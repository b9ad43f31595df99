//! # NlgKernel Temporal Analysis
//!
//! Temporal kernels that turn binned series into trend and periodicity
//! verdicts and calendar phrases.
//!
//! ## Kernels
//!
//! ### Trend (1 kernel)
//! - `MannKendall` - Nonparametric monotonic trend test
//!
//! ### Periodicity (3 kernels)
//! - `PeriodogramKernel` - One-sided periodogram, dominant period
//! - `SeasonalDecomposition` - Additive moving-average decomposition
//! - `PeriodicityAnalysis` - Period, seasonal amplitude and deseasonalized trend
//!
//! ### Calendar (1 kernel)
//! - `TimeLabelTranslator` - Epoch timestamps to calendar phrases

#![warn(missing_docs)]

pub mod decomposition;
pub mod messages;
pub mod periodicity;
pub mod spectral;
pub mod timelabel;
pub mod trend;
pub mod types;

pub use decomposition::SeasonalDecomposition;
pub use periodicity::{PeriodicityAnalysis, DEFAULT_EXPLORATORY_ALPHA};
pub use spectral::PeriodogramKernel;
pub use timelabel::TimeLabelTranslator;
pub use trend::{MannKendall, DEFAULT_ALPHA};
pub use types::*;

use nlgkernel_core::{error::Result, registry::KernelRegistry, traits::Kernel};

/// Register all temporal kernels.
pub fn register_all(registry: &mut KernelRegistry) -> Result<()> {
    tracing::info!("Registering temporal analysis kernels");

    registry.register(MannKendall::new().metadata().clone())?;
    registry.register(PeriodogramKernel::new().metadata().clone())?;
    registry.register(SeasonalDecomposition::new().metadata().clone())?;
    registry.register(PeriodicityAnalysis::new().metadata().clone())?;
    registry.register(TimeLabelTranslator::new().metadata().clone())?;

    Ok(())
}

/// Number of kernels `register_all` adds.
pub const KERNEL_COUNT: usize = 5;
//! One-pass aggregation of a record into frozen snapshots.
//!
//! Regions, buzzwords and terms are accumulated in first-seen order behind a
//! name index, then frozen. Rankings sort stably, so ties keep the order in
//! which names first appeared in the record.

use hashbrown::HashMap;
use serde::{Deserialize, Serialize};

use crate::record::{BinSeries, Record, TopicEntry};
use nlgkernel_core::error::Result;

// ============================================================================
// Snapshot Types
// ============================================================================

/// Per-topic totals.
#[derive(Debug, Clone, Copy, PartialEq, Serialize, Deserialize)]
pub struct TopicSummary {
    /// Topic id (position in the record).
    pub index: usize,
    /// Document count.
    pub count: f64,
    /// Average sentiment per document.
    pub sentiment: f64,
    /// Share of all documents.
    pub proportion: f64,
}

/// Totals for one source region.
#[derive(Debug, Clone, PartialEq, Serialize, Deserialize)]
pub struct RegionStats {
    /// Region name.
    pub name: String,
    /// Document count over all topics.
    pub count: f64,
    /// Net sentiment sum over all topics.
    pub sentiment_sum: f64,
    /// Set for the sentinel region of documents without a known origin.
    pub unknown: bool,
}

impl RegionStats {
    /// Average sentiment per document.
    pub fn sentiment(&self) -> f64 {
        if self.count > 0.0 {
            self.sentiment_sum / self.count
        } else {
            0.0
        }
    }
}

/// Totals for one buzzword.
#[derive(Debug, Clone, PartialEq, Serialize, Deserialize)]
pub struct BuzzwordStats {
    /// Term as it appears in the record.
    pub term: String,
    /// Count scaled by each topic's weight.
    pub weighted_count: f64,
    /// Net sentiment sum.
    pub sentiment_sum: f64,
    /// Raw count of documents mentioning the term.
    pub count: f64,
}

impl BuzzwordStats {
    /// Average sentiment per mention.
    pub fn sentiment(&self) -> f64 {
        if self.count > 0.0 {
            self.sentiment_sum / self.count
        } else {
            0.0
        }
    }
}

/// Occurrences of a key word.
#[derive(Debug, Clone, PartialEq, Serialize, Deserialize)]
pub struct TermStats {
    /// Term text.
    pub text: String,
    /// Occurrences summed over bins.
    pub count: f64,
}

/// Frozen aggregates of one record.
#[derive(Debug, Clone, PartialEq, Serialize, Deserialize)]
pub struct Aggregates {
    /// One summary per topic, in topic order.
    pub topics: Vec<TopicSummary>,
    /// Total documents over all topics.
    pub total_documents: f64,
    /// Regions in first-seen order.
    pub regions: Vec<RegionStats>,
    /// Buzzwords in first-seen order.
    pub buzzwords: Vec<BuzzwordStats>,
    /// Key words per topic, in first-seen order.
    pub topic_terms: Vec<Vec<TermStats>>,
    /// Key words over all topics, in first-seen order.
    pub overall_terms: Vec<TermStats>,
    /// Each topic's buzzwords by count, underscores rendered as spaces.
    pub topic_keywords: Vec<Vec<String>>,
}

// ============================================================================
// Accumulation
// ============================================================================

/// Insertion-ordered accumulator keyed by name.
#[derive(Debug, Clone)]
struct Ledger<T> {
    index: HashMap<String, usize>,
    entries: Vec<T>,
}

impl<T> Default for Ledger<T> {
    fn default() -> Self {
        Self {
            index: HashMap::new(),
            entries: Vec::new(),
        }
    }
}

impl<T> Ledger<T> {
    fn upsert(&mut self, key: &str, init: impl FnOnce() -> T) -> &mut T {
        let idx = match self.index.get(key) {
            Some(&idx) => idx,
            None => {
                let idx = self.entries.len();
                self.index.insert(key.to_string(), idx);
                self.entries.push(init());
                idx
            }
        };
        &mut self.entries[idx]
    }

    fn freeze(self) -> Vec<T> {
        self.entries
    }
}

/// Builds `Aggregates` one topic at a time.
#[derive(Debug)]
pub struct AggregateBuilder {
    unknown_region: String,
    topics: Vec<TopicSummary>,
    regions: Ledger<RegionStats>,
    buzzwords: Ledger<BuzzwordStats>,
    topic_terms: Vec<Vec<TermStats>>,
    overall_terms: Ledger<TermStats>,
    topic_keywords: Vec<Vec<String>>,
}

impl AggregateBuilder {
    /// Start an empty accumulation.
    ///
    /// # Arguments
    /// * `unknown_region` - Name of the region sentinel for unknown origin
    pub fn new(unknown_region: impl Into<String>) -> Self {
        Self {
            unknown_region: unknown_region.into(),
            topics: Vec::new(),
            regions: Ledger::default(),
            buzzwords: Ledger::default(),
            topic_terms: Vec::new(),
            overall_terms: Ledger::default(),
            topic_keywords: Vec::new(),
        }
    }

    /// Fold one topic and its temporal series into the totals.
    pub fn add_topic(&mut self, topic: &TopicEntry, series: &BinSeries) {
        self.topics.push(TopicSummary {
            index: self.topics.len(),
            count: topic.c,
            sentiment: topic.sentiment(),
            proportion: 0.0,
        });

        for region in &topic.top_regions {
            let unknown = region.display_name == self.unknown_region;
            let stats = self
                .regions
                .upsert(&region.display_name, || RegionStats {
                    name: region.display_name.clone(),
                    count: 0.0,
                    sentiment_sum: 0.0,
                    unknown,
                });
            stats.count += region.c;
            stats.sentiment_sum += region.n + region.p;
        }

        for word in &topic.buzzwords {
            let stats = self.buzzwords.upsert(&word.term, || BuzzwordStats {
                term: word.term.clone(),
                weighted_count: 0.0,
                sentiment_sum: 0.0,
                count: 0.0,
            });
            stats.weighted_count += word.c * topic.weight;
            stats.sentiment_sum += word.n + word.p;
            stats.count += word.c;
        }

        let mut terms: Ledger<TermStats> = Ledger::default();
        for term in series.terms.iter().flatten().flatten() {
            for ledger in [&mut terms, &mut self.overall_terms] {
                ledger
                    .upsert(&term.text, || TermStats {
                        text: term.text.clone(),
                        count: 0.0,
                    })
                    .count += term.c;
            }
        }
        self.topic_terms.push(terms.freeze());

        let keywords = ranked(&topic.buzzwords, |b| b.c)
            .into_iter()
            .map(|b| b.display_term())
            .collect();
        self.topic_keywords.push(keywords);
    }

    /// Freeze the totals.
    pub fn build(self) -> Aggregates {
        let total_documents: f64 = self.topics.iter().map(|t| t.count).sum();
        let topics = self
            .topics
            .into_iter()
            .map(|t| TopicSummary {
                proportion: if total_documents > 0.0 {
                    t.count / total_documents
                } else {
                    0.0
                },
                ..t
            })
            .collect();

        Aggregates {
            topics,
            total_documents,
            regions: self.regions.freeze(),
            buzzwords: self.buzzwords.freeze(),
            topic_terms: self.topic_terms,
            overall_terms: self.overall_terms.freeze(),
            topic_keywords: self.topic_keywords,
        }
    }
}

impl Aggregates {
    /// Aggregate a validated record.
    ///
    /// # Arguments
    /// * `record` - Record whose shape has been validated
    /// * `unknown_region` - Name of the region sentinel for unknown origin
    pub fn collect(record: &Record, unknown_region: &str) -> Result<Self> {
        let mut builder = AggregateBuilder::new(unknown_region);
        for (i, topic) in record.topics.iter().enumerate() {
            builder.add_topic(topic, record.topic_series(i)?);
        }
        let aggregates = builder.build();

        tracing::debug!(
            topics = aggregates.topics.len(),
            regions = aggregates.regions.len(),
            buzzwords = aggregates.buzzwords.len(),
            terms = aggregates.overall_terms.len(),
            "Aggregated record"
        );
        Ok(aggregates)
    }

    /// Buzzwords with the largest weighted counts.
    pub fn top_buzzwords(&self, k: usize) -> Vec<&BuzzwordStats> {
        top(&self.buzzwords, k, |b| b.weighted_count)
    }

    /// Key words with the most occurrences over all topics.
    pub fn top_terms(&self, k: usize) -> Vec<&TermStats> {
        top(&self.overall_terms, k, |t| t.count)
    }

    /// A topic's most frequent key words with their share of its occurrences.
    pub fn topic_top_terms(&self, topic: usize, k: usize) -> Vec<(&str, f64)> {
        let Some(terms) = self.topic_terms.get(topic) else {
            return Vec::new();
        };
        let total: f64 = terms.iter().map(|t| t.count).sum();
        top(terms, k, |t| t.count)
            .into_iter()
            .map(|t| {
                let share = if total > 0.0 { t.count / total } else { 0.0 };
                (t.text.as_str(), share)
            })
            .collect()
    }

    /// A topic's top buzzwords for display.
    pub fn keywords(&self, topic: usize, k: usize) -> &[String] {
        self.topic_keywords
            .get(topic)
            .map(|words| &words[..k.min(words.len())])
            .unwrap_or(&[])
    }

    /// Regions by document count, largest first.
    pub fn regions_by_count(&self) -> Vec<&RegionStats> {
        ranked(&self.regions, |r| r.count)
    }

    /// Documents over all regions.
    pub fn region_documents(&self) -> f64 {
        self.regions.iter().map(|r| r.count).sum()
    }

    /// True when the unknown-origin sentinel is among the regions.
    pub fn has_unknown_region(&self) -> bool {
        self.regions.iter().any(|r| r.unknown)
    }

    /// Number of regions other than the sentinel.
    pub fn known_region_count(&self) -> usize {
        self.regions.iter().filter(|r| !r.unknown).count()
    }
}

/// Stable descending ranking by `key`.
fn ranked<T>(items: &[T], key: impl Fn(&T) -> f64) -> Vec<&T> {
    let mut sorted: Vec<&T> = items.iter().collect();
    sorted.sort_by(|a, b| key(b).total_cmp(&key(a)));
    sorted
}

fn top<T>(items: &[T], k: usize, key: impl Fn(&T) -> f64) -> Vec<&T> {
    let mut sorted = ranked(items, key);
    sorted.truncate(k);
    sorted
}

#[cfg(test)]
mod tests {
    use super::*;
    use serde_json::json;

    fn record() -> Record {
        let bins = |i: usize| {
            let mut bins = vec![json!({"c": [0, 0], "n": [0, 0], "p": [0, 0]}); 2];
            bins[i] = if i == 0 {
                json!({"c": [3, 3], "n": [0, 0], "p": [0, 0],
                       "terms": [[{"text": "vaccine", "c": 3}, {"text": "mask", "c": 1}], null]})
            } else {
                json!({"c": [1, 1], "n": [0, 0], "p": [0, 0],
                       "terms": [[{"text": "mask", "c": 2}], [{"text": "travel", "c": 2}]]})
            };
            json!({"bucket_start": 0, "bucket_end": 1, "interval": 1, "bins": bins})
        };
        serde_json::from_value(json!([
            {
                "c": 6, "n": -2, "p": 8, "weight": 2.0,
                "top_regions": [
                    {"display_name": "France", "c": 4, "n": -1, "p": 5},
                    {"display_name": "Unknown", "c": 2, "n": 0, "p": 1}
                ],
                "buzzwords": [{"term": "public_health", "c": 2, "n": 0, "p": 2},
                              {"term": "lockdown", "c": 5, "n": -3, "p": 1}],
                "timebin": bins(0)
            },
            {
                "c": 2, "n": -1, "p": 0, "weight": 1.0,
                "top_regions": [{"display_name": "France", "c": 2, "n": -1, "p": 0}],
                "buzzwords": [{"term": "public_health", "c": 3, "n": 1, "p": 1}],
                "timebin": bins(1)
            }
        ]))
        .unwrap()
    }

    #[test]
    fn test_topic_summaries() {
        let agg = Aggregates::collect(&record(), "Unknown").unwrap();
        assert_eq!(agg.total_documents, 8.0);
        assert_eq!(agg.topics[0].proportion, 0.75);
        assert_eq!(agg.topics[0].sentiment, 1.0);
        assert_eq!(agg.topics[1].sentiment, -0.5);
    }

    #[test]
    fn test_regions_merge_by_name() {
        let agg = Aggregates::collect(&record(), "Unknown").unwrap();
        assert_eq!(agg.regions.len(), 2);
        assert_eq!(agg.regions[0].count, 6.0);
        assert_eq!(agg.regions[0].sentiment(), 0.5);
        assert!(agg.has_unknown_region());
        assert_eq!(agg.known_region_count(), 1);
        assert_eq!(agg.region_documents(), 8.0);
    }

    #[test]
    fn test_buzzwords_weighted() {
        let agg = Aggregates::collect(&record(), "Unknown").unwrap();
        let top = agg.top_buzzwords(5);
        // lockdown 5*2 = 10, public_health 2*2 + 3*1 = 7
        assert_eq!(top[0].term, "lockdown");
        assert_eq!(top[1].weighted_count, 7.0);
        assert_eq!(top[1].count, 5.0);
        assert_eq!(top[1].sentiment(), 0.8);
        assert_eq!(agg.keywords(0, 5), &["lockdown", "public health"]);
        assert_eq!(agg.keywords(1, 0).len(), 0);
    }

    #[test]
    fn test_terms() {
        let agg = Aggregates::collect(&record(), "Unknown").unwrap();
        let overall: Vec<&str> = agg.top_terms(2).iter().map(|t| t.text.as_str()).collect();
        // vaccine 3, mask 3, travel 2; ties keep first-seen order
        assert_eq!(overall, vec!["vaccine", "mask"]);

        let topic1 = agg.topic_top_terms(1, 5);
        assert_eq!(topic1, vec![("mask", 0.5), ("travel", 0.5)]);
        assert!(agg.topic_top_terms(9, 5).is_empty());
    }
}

Assigned task: Copy out the range of lines above starting at the line with "occurrences over all topics." and ending at the line with "return Vec::new();", exactly and including both.

Task solution:
    /// Key words with the most occurrences over all topics.
    pub fn top_terms(&self, k: usize) -> Vec<&TermStats> {
        top(&self.overall_terms, k, |t| t.count)
    }

    /// A topic's most frequent key words with their share of its occurrences.
    pub fn topic_top_terms(&self, topic: usize, k: usize) -> Vec<(&str, f64)> {
        let Some(terms) = self.topic_terms.get(topic) else {
            return Vec::new();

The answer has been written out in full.